**To do**
Copy, from the data below, each line that has the word "else".

[Stored entries]
------

//! Builds display lists from simulation state.
//!
//! Order is fixed: background, ground, goal/collectibles, enemies/obstacles,
//! player. World geometry is drawn at `world - camera.x`; the runner player
//! is screen-fixed and only the backdrop scrolls.

use crate::frame::{DrawCommand, Frame, Layer};
use crate::sprites::SpritePool;
use tinder_core::{Color, Rect, Vec2, Viewport};
use tinder_game::{EntityKind, Platformer, Runner};

const SKY_TOP: u32 = 0x87ceeb;
const SKY_BOTTOM: u32 = 0xb8ecff;
const HILL: u32 = 0x7bd36a;
const GROUND: u32 = 0x3b8c2a;
const GROUND_LIP: u32 = 0x2a5d1e;
const GROUND_LIP_HEIGHT: f32 = 6.0;

const PLAYER_BODY: u32 = 0xffce54;
const PLAYER_CAP: u32 = 0xff6b57;
const PLAYER_EYE: u32 = 0x222222;
const ENEMY_BODY: u32 = 0x6a5acd;
const ENEMY_EYE: u32 = 0x111111;
const GOAL_POLE: u32 = 0x8b5a2b;
const GOAL_FLAG: u32 = 0x4cd6ff;
const GOAL_BASE: u32 = 0x5c3b1a;
const COIN: u32 = 0xffd43b;
const COIN_SHINE: u32 = 0xfff3bf;
const OBSTACLE_TINTS: [u32; 3] = [0x6a5acd, 0x845ef7, 0x5f3dc4];

/// Hill band period in logical units
const HILL_PERIOD: f32 = 600.0;
/// Line segments per quadratic curve when tessellating hills
const CURVE_STEPS: usize = 12;

/// One parallax hill band
struct HillLayer {
    height: f32,
    baseline: f32,
    speed: f32,
    alpha: f32,
}

const HILL_LAYERS: [HillLayer; 2] = [
    HillLayer {
        height: 0.40,
        baseline: 0.75,
        speed: 0.2,
        alpha: 0.35,
    },
    HillLayer {
        height: 0.30,
        baseline: 0.82,
        speed: 0.4,
        alpha: 0.5,
    },
];

/// Turns game state into frames. Holds only presentation state.
#[derive(Debug, Default)]
pub struct SceneRenderer {
    sprites: SpritePool,
}

impl SceneRenderer {
    pub fn new() -> Self {
        Self::default()
    }

    pub fn sprites(&self) -> &SpritePool {
        &self.sprites
    }

    /// Forget every entity mapping, e.g. after a reset
    pub fn reset(&mut self) {
        self.sprites.clear();
    }

    pub fn draw_platformer(&self, game: &Platformer) -> Frame {
        let viewport = *game.viewport();
        let cam_x = game.camera.x;
        let floor_y = viewport.floor_y();
        let mut frame = Frame::new(viewport);

        draw_backdrop(&mut frame, &viewport, cam_x);
        draw_ground(&mut frame, &viewport);

        draw_goal(&mut frame, &game.goal, cam_x);

        for enemy in &game.enemies {
            let rect = enemy.rect().translated(-cam_x, 0.0);
            if is_visible(&rect, &viewport) {
                draw_enemy(&mut frame, &rect);
            }
        }

        let body = &game.player.body;
        let rect = Rect::new(
            (body.pos.x - cam_x).round(),
            body.pos.y.round(),
            body.size.x,
            body.size.y,
        );
        if body.on_ground {
            frame.fill_rect(
                Layer::Player,
                Rect::new(rect.x - 2.0, floor_y - 2.0, rect.w + 4.0, 4.0),
                Color::BLACK.with_alpha(0.25),
            );
        }
        draw_player(&mut frame, &rect, 1.0);

        frame
    }

    /// Draw the runner. Sprite handles of despawned entities are released.
    pub fn draw_runner(&mut self, game: &Runner) -> Frame {
        let viewport = *game.viewport();
        let mut frame = Frame::new(viewport);

        draw_backdrop(&mut frame, &viewport, game.world_x() * game.config().parallax);
        draw_ground(&mut frame, &viewport);
        draw_lanes(&mut frame, game);

        let entities = game.entities();
        let released = self.sprites.retain_live(entities.iter().map(|(id, _, _)| *id));
        if released > 0 {
            tracing::trace!("released {released} sprite handles");
        }

        for (id, entity, rect) in &entities {
            if entity.kind == EntityKind::Coin {
                self.sprites.acquire(*id);
                draw_coin(&mut frame, rect);
            }
        }
        for (id, entity, rect) in &entities {
            if entity.kind == EntityKind::Obstacle {
                let handle = self.sprites.acquire(*id);
                let tint = OBSTACLE_TINTS[handle.0 as usize % OBSTACLE_TINTS.len()];
                draw_obstacle(&mut frame, rect, Color::from_hex(tint));
            }
        }

        // Blink at 10 Hz while invulnerable
        let now = game.time();
        let blink_off = game.player.is_invulnerable(now) && (now * 10.0).floor() as i64 % 2 == 0;
        let alpha = if blink_off { 0.4 } else { 1.0 };
        draw_player(&mut frame, &game.player_rect(), alpha);

        frame
    }
}

fn is_visible(rect: &Rect, viewport: &Viewport) -> bool {
    rect.right() > 0.0 && rect.x < viewport.width
}

/// Sky gradient plus two hill bands scrolled by `scroll * layer.speed`
fn draw_backdrop(frame: &mut Frame, viewport: &Viewport, scroll: f32) {
    let (w, h) = (viewport.width, viewport.height);
    frame.push(Layer::Background, DrawCommand::Clear(Color::from_hex(SKY_BOTTOM)));
    frame.push(
        Layer::Background,
        DrawCommand::Gradient {
            rect: Rect::new(0.0, 0.0, w, h),
            top: Color::from_hex(SKY_TOP),
            bottom: Color::from_hex(SKY_BOTTOM),
        },
    );

    for layer in &HILL_LAYERS {
        let color = Color::from_hex(HILL).with_alpha(layer.alpha);
        let hill_h = h * layer.height;
        let base_y = h * layer.baseline;
        let offset = -(scroll * layer.speed) % HILL_PERIOD;
        let mut x = offset - HILL_PERIOD;
        while x < w + HILL_PERIOD {
            frame.fill_polygon(Layer::Background, hill_outline(x, base_y, hill_h), color);
            x += HILL_PERIOD;
        }
    }
}

/// One hill period starting at `x`: a crest up to `base_y - hill_h`, then a
/// shallow dip below the baseline.
fn hill_outline(x: f32, base_y: f32, hill_h: f32) -> Vec<Vec2> {
    let q = HILL_PERIOD / 4.0;
    let mut points = Vec::with_capacity(CURVE_STEPS * 2 + 1);
    points.push(Vec2::new(x, base_y));
    quad_curve(
        &mut points,
        Vec2::new(x, base_y),
        Vec2::new(x + q, base_y - hill_h),
        Vec2::new(x + 2.0 * q, base_y),
    );
    quad_curve(
        &mut points,
        Vec2::new(x + 2.0 * q, base_y),
        Vec2::new(x + 3.0 * q, base_y + hill_h * 0.2),
        Vec2::new(x + HILL_PERIOD, base_y),
    );
    points
}

/// Append the points of a quadratic Bézier, excluding its start point
fn quad_curve(points: &mut Vec<Vec2>, p0: Vec2, c: Vec2, p1: Vec2) {
    for i in 1..=CURVE_STEPS {
        let t = i as f32 / CURVE_STEPS as f32;
        let u = 1.0 - t;
        points.push(p0 * (u * u) + c * (2.0 * u * t) + p1 * (t * t));
    }
}

fn draw_ground(frame: &mut Frame, viewport: &Viewport) {
    let floor_y = viewport.floor_y();
    frame.fill_rect(
        Layer::Ground,
        Rect::new(0.0, floor_y, viewport.width, viewport.ground_height()),
        Color::from_hex(GROUND),
    );
    frame.fill_rect(
        Layer::Ground,
        Rect::new(0.0, floor_y, viewport.width, GROUND_LIP_HEIGHT),
        Color::from_hex(GROUND_LIP),
    );
}

fn draw_lanes(frame: &mut Frame, game: &Runner) {
    let layout = game.layout();
    let width = game.viewport().width;
    for lane in 0..layout.lanes {
        let top = layout.lane_top(lane);
        let shade = if lane % 2 == 0 { 0.08 } else { 0.14 };
        frame.fill_rect(
            Layer::Ground,
            Rect::new(0.0, top, width, layout.lane_height),
            Color::WHITE.with_alpha(shade),
        );
        frame.fill_rect(
            Layer::Ground,
            Rect::new(0.0, top, width, 2.0),
            Color::WHITE.with_alpha(0.3),
        );
    }
}

/// Pole, pennant and base
fn draw_goal(frame: &mut Frame, goal: &Rect, cam_x: f32) {
    let x = (goal.x - cam_x).round();
    let y = goal.y;
    frame.fill_rect(
        Layer::Collectibles,
        Rect::new(x, y - 4.0, 6.0, goal.h + 4.0),
        Color::from_hex(GOAL_POLE),
    );
    frame.fill_polygon(
        Layer::Collectibles,
        vec![
            Vec2::new(x + 6.0, y + 8.0),
            Vec2::new(x + 42.0, y + 18.0),
            Vec2::new(x + 6.0, y + 28.0),
        ],
        Color::from_hex(GOAL_FLAG),
    );
    frame.fill_rect(
        Layer::Collectibles,
        Rect::new(x - 6.0, y + goal.h, 18.0, 10.0),
        Color::from_hex(GOAL_BASE),
    );
}

fn draw_enemy(frame: &mut Frame, rect: &Rect) {
    let (x, y) = (rect.x.round(), rect.y.round());
    let (w, h) = (rect.w, rect.h);
    frame.fill_rect(Layer::Enemies, Rect::new(x, y, w, h), Color::from_hex(ENEMY_BODY));
    let eye = Color::from_hex(ENEMY_EYE);
    frame.fill_rect(Layer::Enemies, Rect::new(x + 6.0, y + 8.0, 6.0, 6.0), eye);
    frame.fill_rect(Layer::Enemies, Rect::new(x + w - 12.0, y + 8.0, 6.0, 6.0), eye);
    frame.fill_rect(
        Layer::Enemies,
        Rect::new(x + 8.0, y + h - 8.0, w - 16.0, 4.0),
        Color::WHITE,
    );
}

fn draw_obstacle(frame: &mut Frame, rect: &Rect, tint: Color) {
    frame.fill_rect(Layer::Enemies, *rect, tint);
    frame.fill_rect(
        Layer::Enemies,
        Rect::new(rect.x, rect.y, rect.w, 4.0),
        Color::BLACK.with_alpha(0.25),
    );
}

fn draw_coin(frame: &mut Frame, rect: &Rect) {
    let center = Vec2::new(rect.x + rect.w / 2.0, rect.y + rect.h / 2.0);
    let radii = Vec2::new(rect.w / 2.0, rect.h / 2.0);
    frame.fill_ellipse(Layer::Collectibles, center, radii, Color::from_hex(COIN));
    frame.fill_ellipse(
        Layer::Collectibles,
        center - Vec2::new(radii.x * 0.3, radii.y * 0.3),
        radii * 0.35,
        Color::from_hex(COIN_SHINE),
    );
}

fn draw_player(frame: &mut Frame, rect: &Rect, alpha: f32) {
    let (x, y, w) = (rect.x, rect.y, rect.w);
    frame.fill_rect(Layer::Player, *rect, Color::from_hex(PLAYER_BODY).with_alpha(alpha));
    frame.fill_rect(
        Layer::Player,
        Rect::new(x - 2.0, y - 8.0, w + 4.0, 10.0),
        Color::from_hex(PLAYER_CAP).with_alpha(alpha),
    );
    let eye = Color::from_hex(PLAYER_EYE).with_alpha(alpha);
    frame.fill_rect(Layer::Player, Rect::new(x + 6.0, y + 14.0, 4.0, 6.0), eye);
    frame.fill_rect(Layer::Player, Rect::new(x + w - 10.0, y + 14.0, 4.0, 6.0), eye);
}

------

**The answer**
        let alpha = if blink_off { 0.4 } else { 1.0 };
        let shade = if lane % 2 == 0 { 0.08 } else { 0.14 };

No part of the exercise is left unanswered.